Il gesto che Maria compie è il vero centro tematico della rappresentazione: Ella tiene il fuso sotto il braccio destro e sta svolgendo la matassa di filo color porpora – simbolo del sangue e quindi della carne – attingendolo dal capiente cesto che si trova per terra, alla sua destra. Sta tessendo la carne del Figlio di Dio nel suo grembo.
Secondo un’altra interpretazione, desunta dai vangeli apocrifi, il filo rosso è allusione al fatto che Ella aveva ricevuto dai sacerdoti il compito di tessere il velo del tempio, segno della presenza di Dio. È lo stesso velo che sarà lacerato al momento della morte di Cristo Crocifisso.
Tre angeli circondano Maria e le stanno parlando, come indica il gesto dell’adlocutio che ciascuno di loro sta compiendo. Si tratta della rappresentazione delle tre persone della Trinità, come indica la lettera C, trascrizione latina della gamma greca: è una gammadia, monogramma che appartiene al linguaggio cristiano antico. La gamma, terza lettera dell’alfabeto greco, rappresenta appunto il Padre, il Figlio e lo Spirito Santo e, in questo contesto, mostra come nel mistero dell’incarnazione operino le tre divine persone.

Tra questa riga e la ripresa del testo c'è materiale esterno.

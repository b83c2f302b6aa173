/*!
 * Non-interactive subcommands
 */

use std::io;
use std::time::Instant;

use clap::CommandFactory;
use console::{style, Term};
use dialoguer::Confirm;

use crate::app::App;
use crate::config::{Args, Command, LibraryCommand};
use crate::error::Result;
use crate::report::{describe_plan, BarReporter, TransferReport};
use crate::transfer::TransferRequest;

/// Print shell completions for `shell`
pub fn print_completions(shell: clap_complete::Shell) {
    let mut command = Args::command();
    let name = command.get_name().to_string();
    clap_complete::generate(shell, &mut command, name, &mut io::stdout());
}

/// Run one subcommand to completion
pub fn run(app: &mut App, command: &Command) -> Result<()> {
    match command {
        Command::Libraries(LibraryCommand::List) => {
            for (i, root) in app.catalog().list().iter().enumerate() {
                println!("{} {}", style(format!("{}.", i + 1)).blue().bright(), root.display());
            }
        }
        Command::Libraries(LibraryCommand::Add { path }) => {
            let (root, added) = app.add_library(path)?;
            if added {
                println!("{} Added {}", style("✓").green().bright(), root.display());
            } else {
                println!("{} Already registered: {}", style("-").yellow(), root.display());
            }
        }
        Command::Libraries(LibraryCommand::Remove { library }) => {
            let root = app.remove_library(library)?;
            println!("{} Removed {}", style("✓").green().bright(), root.display());
        }
        Command::Packages { library } => {
            let root = app.library(library)?;
            for package in app.packages(&root)? {
                println!(
                    "{:>10}  {}  ({})",
                    package.app_id, package.display_name, package.install_dir
                );
            }
        }
        Command::Copy {
            from,
            to,
            package,
            yes,
        } => {
            let source = app.library(from)?;
            let destination = app.library(to)?;
            crate::transfer::check_library_pair(&source, &destination)?;

            let manifest = app.find_package(&source, package)?;
            let request = TransferRequest::for_package(&source, &destination, &manifest);
            copy_package(app, &request, &manifest.display_name, *yes)?;
        }
        Command::Completions { shell } => print_completions(*shell),
    }

    Ok(())
}

/// Plan, confirm and execute one transfer, printing the outcome
///
/// Returns `false` when the user declined the confirmation.
pub fn copy_package(app: &App, request: &TransferRequest, name: &str, assume_yes: bool) -> Result<bool> {
    let plan = app.plan_copy(request)?;
    let summary = plan.summary();

    if !assume_yes {
        let confirmed = Confirm::new()
            .with_prompt(format!("Are you sure you want to copy: {}?", describe_plan(name, &summary)))
            .default(false)
            .interact_on(&Term::stderr())?;
        if !confirmed {
            return Ok(false);
        }
    }

    let reporter = BarReporter::new(summary.bytes_to_copy);
    let started = Instant::now();
    let result = app.run_copy(request, &plan, &reporter);
    reporter.finish();
    let executed = result?;

    let report = TransferReport {
        package: name.to_string(),
        plan: summary,
        summary: executed,
        duration: started.elapsed(),
    };
    println!("{}", report.render());
    println!("{}", style(format!("Finished copying {}", name)).green().bright());
    Ok(true)
}
/*!
 * Executes a copy plan against the filesystem
 */

use std::fs::{self, File};
use std::io::{self, Read, Write};

use tracing::{debug, info};

use super::progress::{CopyProgress, ProgressReporter};
use crate::error::{GlmError, Result, ResultExt};
use crate::types::{CopyPlan, DirNode, FileNode, PlanNode};
use crate::utils::is_satisfied;

/// Size of each read/write chunk when streaming a file
pub const DEFAULT_CHUNK_SIZE: usize = 64 * 1024;

/// What an execution actually did
#[derive(Debug, Clone, Copy, Default, PartialEq, Eq)]
pub struct ExecutionSummary {
    /// Files streamed to the destination
    pub files_copied: u64,
    /// Files already satisfied at execution time
    pub files_skipped: u64,
    /// Directories created at the destination
    pub dirs_created: u64,
    /// Bytes written to the destination
    pub bytes_copied: u64,
}

/// Walks a plan top-down and performs the copies
#[derive(Debug, Clone)]
pub struct PlanExecutor {
    chunk_size: usize,
}

impl Default for PlanExecutor {
    fn default() -> Self {
        Self::new(DEFAULT_CHUNK_SIZE)
    }
}

/// Per-execution state threaded through the traversal
struct ExecutionContext<'a, R: ?Sized> {
    reporter: &'a R,
    buffer: Vec<u8>,
    files_visited: u64,
    total_files: u64,
    summary: ExecutionSummary,
}

impl PlanExecutor {
    /// Create an executor streaming in chunks of `chunk_size` bytes
    pub fn new(chunk_size: usize) -> Self {
        Self {
            chunk_size: chunk_size.max(1),
        }
    }

    /// Execute `plan`, reporting every chunk to `reporter`
    ///
    /// The first read or write failure aborts the whole execution. Files
    /// copied before the failure stay on disk.
    pub fn execute<R>(&self, plan: &CopyPlan, reporter: &R) -> Result<ExecutionSummary>
    where
        R: ProgressReporter + ?Sized,
    {
        let mut ctx = ExecutionContext {
            reporter,
            buffer: vec![0; self.chunk_size],
            files_visited: 0,
            total_files: plan.visited_file_count(),
            summary: ExecutionSummary::default(),
        };

        self.execute_directory(&plan.root, &mut ctx)?;
        if let Some(manifest) = &plan.manifest {
            self.execute_file(manifest, &mut ctx)?;
        }

        info!(
            "Copied {} files ({} bytes), skipped {}, created {} directories",
            ctx.summary.files_copied,
            ctx.summary.bytes_copied,
            ctx.summary.files_skipped,
            ctx.summary.dirs_created
        );
        Ok(ctx.summary)
    }

    fn execute_directory<R>(&self, dir: &DirNode, ctx: &mut ExecutionContext<'_, R>) -> Result<()>
    where
        R: ProgressReporter + ?Sized,
    {
        if !dir.destination.exists() {
            fs::create_dir(&dir.destination).at_path(&dir.destination)?;
            ctx.summary.dirs_created += 1;
            debug!("Created {}", dir.destination.display());
        }

        for child in &dir.children {
            match child {
                PlanNode::Directory(sub) => self.execute_directory(sub, ctx)?,
                PlanNode::File(file) => self.execute_file(file, ctx)?,
            }
        }

        Ok(())
    }

    fn execute_file<R>(&self, file: &FileNode, ctx: &mut ExecutionContext<'_, R>) -> Result<()>
    where
        R: ProgressReporter + ?Sized,
    {
        ctx.files_visited += 1;

        // The plan may be stale; trust the destination as it is now.
        if is_satisfied(&file.destination, file.size) {
            ctx.summary.files_skipped += 1;
            return Ok(());
        }

        let mut reader = File::open(&file.source).at_path(&file.source)?;
        let mut writer = File::create(&file.destination).at_path(&file.destination)?;

        let mut progress = CopyProgress {
            chunk_bytes: 0,
            file_index: ctx.files_visited,
            total_files: ctx.total_files,
            file_name: file.name.clone(),
            file_size: file.size,
        };

        loop {
            let read = match reader.read(&mut ctx.buffer) {
                Ok(0) => break,
                Ok(n) => n,
                Err(e) if e.kind() == io::ErrorKind::Interrupted => continue,
                Err(source) => {
                    return Err(GlmError::PathIo {
                        path: file.source.clone(),
                        source,
                    })
                }
            };
            writer
                .write_all(&ctx.buffer[..read])
                .at_path(&file.destination)?;

            progress.chunk_bytes = read as u64;
            ctx.summary.bytes_copied += read as u64;
            ctx.reporter.report(&progress);
        }

        writer.flush().at_path(&file.destination)?;
        ctx.summary.files_copied += 1;
        debug!("Copied {}", file.destination.display());
        Ok(())
    }
}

Sulla destra, accanto alla sua casa, si trova Giuseppe, con sembianze giovanili; indossa una corta tunica e, sulla spalla sinistra, un mantello giallo scuro, allusione alla sua appartenenza al popolo ebraico. Un angelo si sta rivolgendo a lui, chiedendogli di non avere timore a prendere con sé la Madre e il Bambino.
Un ultimo angelo è rappresentato in posizione frontale e si rivolge direttamente all’osservatore: con il gesto dell’adlocutio gli parla, come ad invitarlo a contemplare il grande mistero dell’Incarnazione.